Although this concept is not something that we can moral lessons from, I think it is a good way to clearly explain and a categorize people.
           I really like how Lewis explains that science is the wrong tool in trying to discover whether or not there is a God. This is one of biggest ways Christianity is being attacked today. People say that God can’t be real, because He can’t be scientifically proven. Lewis says that science is the study of finding causes and effects. However, Lewis explains,

“But why anything comes to be there at all, and whether there is anything behind the things science observes—something of a different kind – this is not a scientific question.”

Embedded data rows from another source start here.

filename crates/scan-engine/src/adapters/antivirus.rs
//! ClamAV 안티바이러스 어댑터
//!
//! 시그니처 어댑터와 같은 스테이저를 공유하므로 추출은 한 번만 일어납니다.
//! `clamscan -r -i --no-summary <dir>`의 종료 코드는 0(깨끗함), 1(감염 발견),
//! 2(에러)입니다.

use std::sync::Arc;
use std::time::Duration;

use crate::adapters::signature::exit_message;
use crate::adapters::{disabled_warning, log_outcome};
use crate::archive::Archiver;
use crate::context::ScanContext;
use crate::error::ScanEngineError;
use crate::outcome::{AdapterKind, AntivirusReport, ScanOutcome};
use crate::runtime::ContainerRuntime;
use crate::stager::ArtifactStager;
use crate::tool::ToolRunner;

const TIMED_OUT: &str = "ClamAV scan timed out";

/// clamscan "virus(es) found" 종료 코드
const EXIT_INFECTED: i32 = 1;

/// 안티바이러스 스캔 어댑터
pub struct AntivirusAdapter<T: ToolRunner, R: ContainerRuntime, A: Archiver> {
    runner: Arc<T>,
    stager: Arc<ArtifactStager<R, A>>,
    binary: String,
    timeout: Duration,
    enabled: bool,
}

impl<T: ToolRunner, R: ContainerRuntime, A: Archiver> AntivirusAdapter<T, R, A> {
    /// 새 어댑터를 생성합니다.
    pub fn new(
        runner: Arc<T>,
        stager: Arc<ArtifactStager<R, A>>,
        binary: impl Into<String>,
        timeout: Duration,
        enabled: bool,
    ) -> Self {
        Self {
            runner,
            stager,
            binary: binary.into(),
            timeout,
            enabled,
        }
    }

    /// 추출된 이미지 파일 트리에서 감염 파일을 찾습니다.
    pub async fn scan(&self, ctx: &ScanContext) -> ScanOutcome<AntivirusReport> {
        let outcome = self.run(ctx).await;
        log_outcome(AdapterKind::Antivirus, ctx.scan_id(), &outcome);
        outcome
    }

    async fn run(&self, ctx: &ScanContext) -> ScanOutcome<AntivirusReport> {
        if !self.enabled {
            return ScanOutcome::Warning(disabled_warning(AdapterKind::Antivirus));
        }

        let staged = match self.stager.stage(ctx).await {
            Ok(staged) => staged,
            Err(e) => return ScanOutcome::Error(e.to_string()),
        };

        let args = vec![
            "-r".to_owned(),
            "-i".to_owned(),
            "--no-summary".to_owned(),
            staged.extract_dir.display().to_string(),
        ];

        let output = match self.runner.run(&self.binary, &args, self.timeout).await {
            Ok(output) => output,
            Err(ScanEngineError::Timeout { .. }) => {
                return ScanOutcome::Error(TIMED_OUT.to_owned());
            }
            Err(e) => return ScanOutcome::Error(e.to_string()),
        };

        match output.status {
            Some(0) | Some(EXIT_INFECTED) => {
                ScanOutcome::Success(AntivirusReport::from_output(&output.stdout))
            }
            status => {
                let message = output
                    .diagnostic()
                    .map(str::to_owned)
                    .unwrap_or_else(|| exit_message(&self.binary, status));
                ScanOutcome::Error(message)
            }
        }
    }
}
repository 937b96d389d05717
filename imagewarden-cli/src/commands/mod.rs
//! Command handlers -- one module per subcommand

pub mod config;
pub mod scan;
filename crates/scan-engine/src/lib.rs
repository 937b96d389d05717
#![doc = include_str!("../README.md")]
//!
//! # Module Structure
//!
//! - [`error`]: Domain error types (`ScanEngineError`, `ScanError`)
//! - [`config`]: Engine configuration (`ScanEngineConfig`, builder)
//! - [`runtime`]: Docker API abstraction (`ContainerRuntime` trait, `BollardRuntime`)
//! - [`tool`]: External process execution (`ToolRunner` trait, `ProcessToolRunner`)
//! - [`archive`]: Image archive extraction (`Archiver` trait, `TarArchiver`)
//! - [`context`]: Per-scan state (`ScanContext`, `StagedArtifact`)
//! - [`resolver`]: Local presence check and pull (`ImageResolver`)
//! - [`stager`]: Save and extract, at most once per scan (`ArtifactStager`)
//! - [`outcome`]: Normalized adapter results (`ScanOutcome` and payloads)
//! - [`adapters`]: Trivy, YARA, ClamAV and Falco adapters
//! - [`sandbox`]: Ephemeral sandbox container (`SandboxController`)
//! - [`aggregator`]: Risk scoring (`aggregate`, `RiskAssessment`)
//! - [`cleanup`]: Staged artifact removal
//! - [`report`]: Engine output (`ScanReport`)
//! - [`engine`]: Main orchestrator (`ScanEngine`, `ScanEngineBuilder`)

pub mod adapters;
pub mod aggregator;
pub mod archive;
pub mod cleanup;
pub mod config;
pub mod context;
pub mod engine;
pub mod error;
pub mod outcome;
pub mod report;
pub mod resolver;
pub mod runtime;
pub mod sandbox;
pub mod stager;
pub mod tool;

// --- Public API Re-exports ---

// Engine (main orchestrator)
pub use engine::{ScanEngine, ScanEngineBuilder};

// Configuration
pub use config::{ScanEngineConfig, ScanEngineConfigBuilder};

// Error
pub use error::{ScanEngineError, ScanError};

// Results
pub use aggregator::{RiskAssessment, aggregate};
pub use cleanup::CleanupSummary;
pub use outcome::{
    AdapterKind, AntivirusReport, RuntimeAlerts, ScanOutcome, SeverityCounts, SignatureMatches,
    VulnerabilityReport,
};
pub use report::ScanReport;

// Collaborators
pub use archive::{Archiver, TarArchiver};
pub use context::{ScanContext, StagedArtifact};
pub use runtime::{BollardRuntime, ContainerRuntime, SandboxHandle};
pub use tool::{ProcessToolRunner, ToolOutput, ToolRunner};
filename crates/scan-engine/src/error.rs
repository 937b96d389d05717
//! 스캔 엔진 에러 타입
//!
//! [`ScanEngineError`]는 엔진 내부 구성요소(런타임, 외부 도구, 스테이징)에서 발생하는
//! 에러를 표현합니다. 어댑터는 이 에러를 `ScanOutcome::Error`로 변환하므로
//! 스캔 파이프라인 밖으로 전파되지 않습니다.
//!
//! [`ScanError`]는 스캔 요청 전체를 중단시키는 사용자 대상 에러입니다.
//! 두 타입 모두 `From<_> for WardenError` 변환이 구현되어 있습니다.

use imagewarden_core::error::{ConfigError, ImageRefError, ScanFailure, WardenError};

/// 스캔 엔진 도메인 에러
#[derive(Debug, thiserror::Error)]
pub enum ScanEngineError {
    /// Docker API 호출 실패
    #[error("docker api error: {0}")]
    Docker(String),

    /// Docker 소켓 연결 실패
    #[error("docker connection error: {0}")]
    DockerConnection(String),

    /// 이미지를 찾을 수 없음
    #[error("image not found: {0}")]
    ImageNotFound(String),

    /// 컨테이너를 찾을 수 없음 (404)
    #[error("container not found: {0}")]
    ContainerNotFound(String),

    /// 컨테이너가 이미 정지됨 (304)
    #[error("container already stopped: {0}")]
    ContainerNotRunning(String),

    /// 외부 도구 실행 실패
    #[error("tool '{tool}' failed: {reason}")]
    Tool {
        /// 도구 이름
        tool: String,
        /// 실패 사유
        reason: String,
    },

    /// 작업 타임아웃
    #[error("{operation} timed out after {secs}s")]
    Timeout {
        /// 작업 이름
        operation: String,
        /// 적용된 타임아웃 (초)
        secs: u64,
    },

    /// 아티팩트 스테이징 실패
    #[error("staging failed: {0}")]
    Stage(String),

    /// 파일 I/O 에러
    #[error("io error: {path}: {source}")]
    Io {
        /// 대상 경로
        path: String,
        /// 원인 에러
        #[source]
        source: std::io::Error,
    },

    /// 설정 에러
    #[error("config error: {field}: {reason}")]
    Config {
        /// 설정 필드명
        field: String,
        /// 에러 사유
        reason: String,
    },
}

impl From<ScanEngineError> for WardenError {
    fn from(err: ScanEngineError) -> Self {
        match err {
            ScanEngineError::DockerConnection(msg) => {
                WardenError::Scan(ScanFailure::RuntimeUnavailable(msg))
            }
            ScanEngineError::ImageNotFound(image) => {
                WardenError::Scan(ScanFailure::Resolution(image))
            }
            ScanEngineError::Config { field, reason } => {
                WardenError::Config(ConfigError::InvalidValue { field, reason })
            }
            ScanEngineError::Io { source, .. } => WardenError::Io(source),
            other => WardenError::Scan(ScanFailure::Internal(other.to_string())),
        }
    }
}

/// 스캔 요청 전체를 중단시키는 에러
///
/// 이 에러가 반환되면 위험도 평가는 생성되지 않습니다.
#[derive(Debug, Clone, PartialEq, Eq, thiserror::Error)]
pub enum ScanError {
    /// 이미지 참조가 비어 있음
    #[error("Please enter a Docker image name.")]
    InvalidImageRef(#[from] ImageRefError),

    /// 로컬에 없고 pull도 실패함
    #[error("Could not find or pull image '{image}'. Check spelling or internet connection.")]
    ResolutionFailure {
        /// 정규화된 이미지 참조
        image: String,
    },
}

impl From<ScanError> for WardenError {
    fn from(err: ScanError) -> Self {
        match err {
            ScanError::InvalidImageRef(e) => WardenError::ImageRef(e),
            ScanError::ResolutionFailure { image } => {
                WardenError::Scan(ScanFailure::Resolution(image))
            }
        }
    }
}
//! imagewarden CLI -- 컨테이너 이미지 보안 스캔 명령줄 도구
//!
//! # 사용 예시
//!
//! ```text
//! imagewarden scan nginx:latest
//! imagewarden scan nginx latest --no-sandbox --fail-on high
//! imagewarden --output json scan alpine:3.19
//! imagewarden config validate
//! imagewarden config show --section sandbox
//! ```

mod cli;
mod commands;
mod error;
mod logging;
mod output;

use clap::Parser;
use colored::Colorize;

use imagewarden_core::config::WardenConfig;

use crate::cli::{Cli, Commands};
use crate::error::CliError;
use crate::output::OutputWriter;

#[tokio::main]
async fn main() {
    let cli = Cli::parse();

    let code = match run(cli).await {
        Ok(()) => 0,
        Err(e) => {
            eprintln!("{} {}", "error:".red().bold(), e);
            e.exit_code()
        }
    };

    std::process::exit(code);
}

async fn run(cli: Cli) -> Result<(), CliError> {
    // 로깅 설정만 먼저 읽습니다. 설정 파일 자체의 오류는 각 명령이 보고합니다.
    let general = WardenConfig::load_or_default(&cli.config)
        .await
        .map(|config| config.general)
        .unwrap_or_default();

    logging::init_tracing(&general, cli.log_level.as_deref())
        .map_err(|e| CliError::Config(e.to_string()))?;
    imagewarden_core::metrics::describe_metrics();

    let writer = OutputWriter::new(cli.output);

    match cli.command {
        Commands::Scan(args) => commands::scan::execute(args, &cli.config, &writer).await,
        Commands::Config(args) => commands::config::execute(args, &cli.config, &writer).await,
    }
}
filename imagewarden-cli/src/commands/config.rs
//! `imagewarden config` command handler

use std::io::Write;
use std::path::Path;

use serde::Serialize;
use tracing::info;

use imagewarden_core::config::WardenConfig;

use crate::cli::{ConfigAction, ConfigArgs};
use crate::error::CliError;
use crate::output::{OutputWriter, Render};

/// `config show --section` 에서 허용되는 섹션 이름
pub const SECTIONS: [&str; 9] = [
    "general",
    "docker",
    "stage",
    "vulnerability",
    "signature",
    "antivirus",
    "sandbox",
    "runtime",
    "cleanup",
];

/// Execute the `config` command.
pub async fn execute(
    args: ConfigArgs,
    config_path: &Path,
    writer: &OutputWriter,
) -> Result<(), CliError> {
    match args.action {
        ConfigAction::Validate => execute_validate(config_path, writer).await,
        ConfigAction::Show { section } => {
            let report = build_show_report(config_path, section.as_deref()).await?;
            writer.render(&report)
        }
    }
}

/// Loads and validates the configuration file, reporting any errors.
///
/// # Errors
///
/// Returns `CliError::Config` if the file is missing, malformed or invalid.
async fn execute_validate(config_path: &Path, writer: &OutputWriter) -> Result<(), CliError> {
    let report = build_validation_report(config_path).await;
    writer.render(&report)?;

    if !report.valid {
        return Err(CliError::Config("configuration is invalid".to_owned()));
    }

    Ok(())
}

pub async fn build_validation_report(config_path: &Path) -> ConfigValidationReport {
    info!(path = %config_path.display(), "validating configuration");

    let errors = match WardenConfig::load(config_path).await {
        Ok(_) => Vec::new(),
        Err(e) => vec![e.to_string()],
    };

    ConfigValidationReport {
        source: config_path.display().to_string(),
        valid: errors.is_empty(),
        errors,
    }
}

/// Builds the effective configuration view (file + env overrides + defaults).
///
/// A missing file is not an error here: the defaults are shown, exactly as
/// `scan` would use them.
///
/// # Errors
///
/// Returns `CliError::Config` if loading fails or `CliError::Command` if the
/// section name is unknown.
pub async fn build_show_report(
    config_path: &Path,
    section: Option<&str>,
) -> Result<ConfigReport, CliError> {
    info!(path = %config_path.display(), "loading configuration");

    let config = WardenConfig::load_or_default(config_path).await?;

    let (config_toml, config_json) = match section {
        Some(name) => serialize_section(&config, name)?,
        None => serialize(&config)?,
    };

    Ok(ConfigReport {
        source: config_path.display().to_string(),
        section: section.map(str::to_owned),
        config: config_json,
        config_toml,
    })
}

fn serialize_section(
    config: &WardenConfig,
    name: &str,
) -> Result<(String, serde_json::Value), CliError> {
    match name {
        "general" => serialize(&config.general),
        "docker" => serialize(&config.docker),
        "stage" => serialize(&config.stage),
        "vulnerability" => serialize(&config.vulnerability),
        "signature" => serialize(&config.signature),
        "antivirus" => serialize(&config.antivirus),
        "sandbox" => serialize(&config.sandbox),
        "runtime" => serialize(&config.runtime),
        "cleanup" => serialize(&config.cleanup),
        _ => Err(CliError::Command(format!(
            "unknown section: {} (expected: {})",
            name,
            SECTIONS.join(", ")
        ))),
    }
}

fn serialize<T: Serialize>(value: &T) -> Result<(String, serde_json::Value), CliError> {
    let text = toml::to_string_pretty(value)
        .map_err(|e| CliError::Command(format!("failed to serialize config: {e}")))?;
    let json = serde_json::to_value(value)?;
    Ok((text, json))
}

/// Configuration display report.
///
/// Text output prints the TOML form; JSON output carries the same values as
/// a JSON object.
#[derive(Debug, Serialize)]
pub struct ConfigReport {
    /// Configuration file path
    pub source: String,
    /// Optional section name (None = full config)
    #[serde(skip_serializing_if = "Option::is_none")]
    pub section: Option<String>,
    /// Effective configuration values
    pub config: serde_json::Value,
    #[serde(skip)]
    pub config_toml: String,
}

impl Render for ConfigReport {
    fn render_text(&self, w: &mut dyn Write) -> std::io::Result<()> {
        use colored::Colorize;

        if let Some(ref section) = self.section {
            let section_label = format!("[{}]", section);
            writeln!(
                w,
                "Configuration {} (source: {})",
                section_label.bold(),
                self.source
            )?;
        } else {
            writeln!(w, "Configuration (source: {})", self.source.bold())?;
        }

        writeln!(w)?;
        write!(w, "{}", self.config_toml)?;

        Ok(())
    }
}

/// Configuration validation report.
#[derive(Debug, Serialize)]
pub struct ConfigValidationReport {
    /// Configuration file path
    pub source: String,
    /// Whether the configuration is valid
    pub valid: bool,
    /// Validation error messages (empty if valid)
    pub errors: Vec<String>,
}

impl Render for ConfigValidationReport {
    fn render_text(&self, w: &mut dyn Write) -> std::io::Result<()> {
        use colored::Colorize;

        writeln!(w, "Config Validation: {}", self.source.bold())?;

        if self.valid {
            writeln!(w, "  Result: {}", "VALID".green().bold())?;
        } else {
            writeln!(w, "  Result: {}", "INVALID".red().bold())?;
            for err in &self.errors {
                writeln!(w, "  Error: {}", err.red())?;
            }
        }

        Ok(())
    }
}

I really appreciate the fact that Lewis brought this up to explain that science is the wrong tool for proving the existence of God. I guess it’s somewhat similar to the fact that many things in history, such as historical figures, cannot be proven by science. But just because they can’t be proven by science doesn’t necessarily mean that it’s false.

댓글 2개:

  1. I also really enjoyed his thoughts on the topic of the label "Christian" and how we have to be careful not to let it become a useless term the way 'gentleman' has. I thought it was really interesting because I did know the history of the word and how it had become distorted. You point out a second very interesting topic when Lewis discusses how science should not be used to prove the existence of God. I agree that not everything can be proved with science.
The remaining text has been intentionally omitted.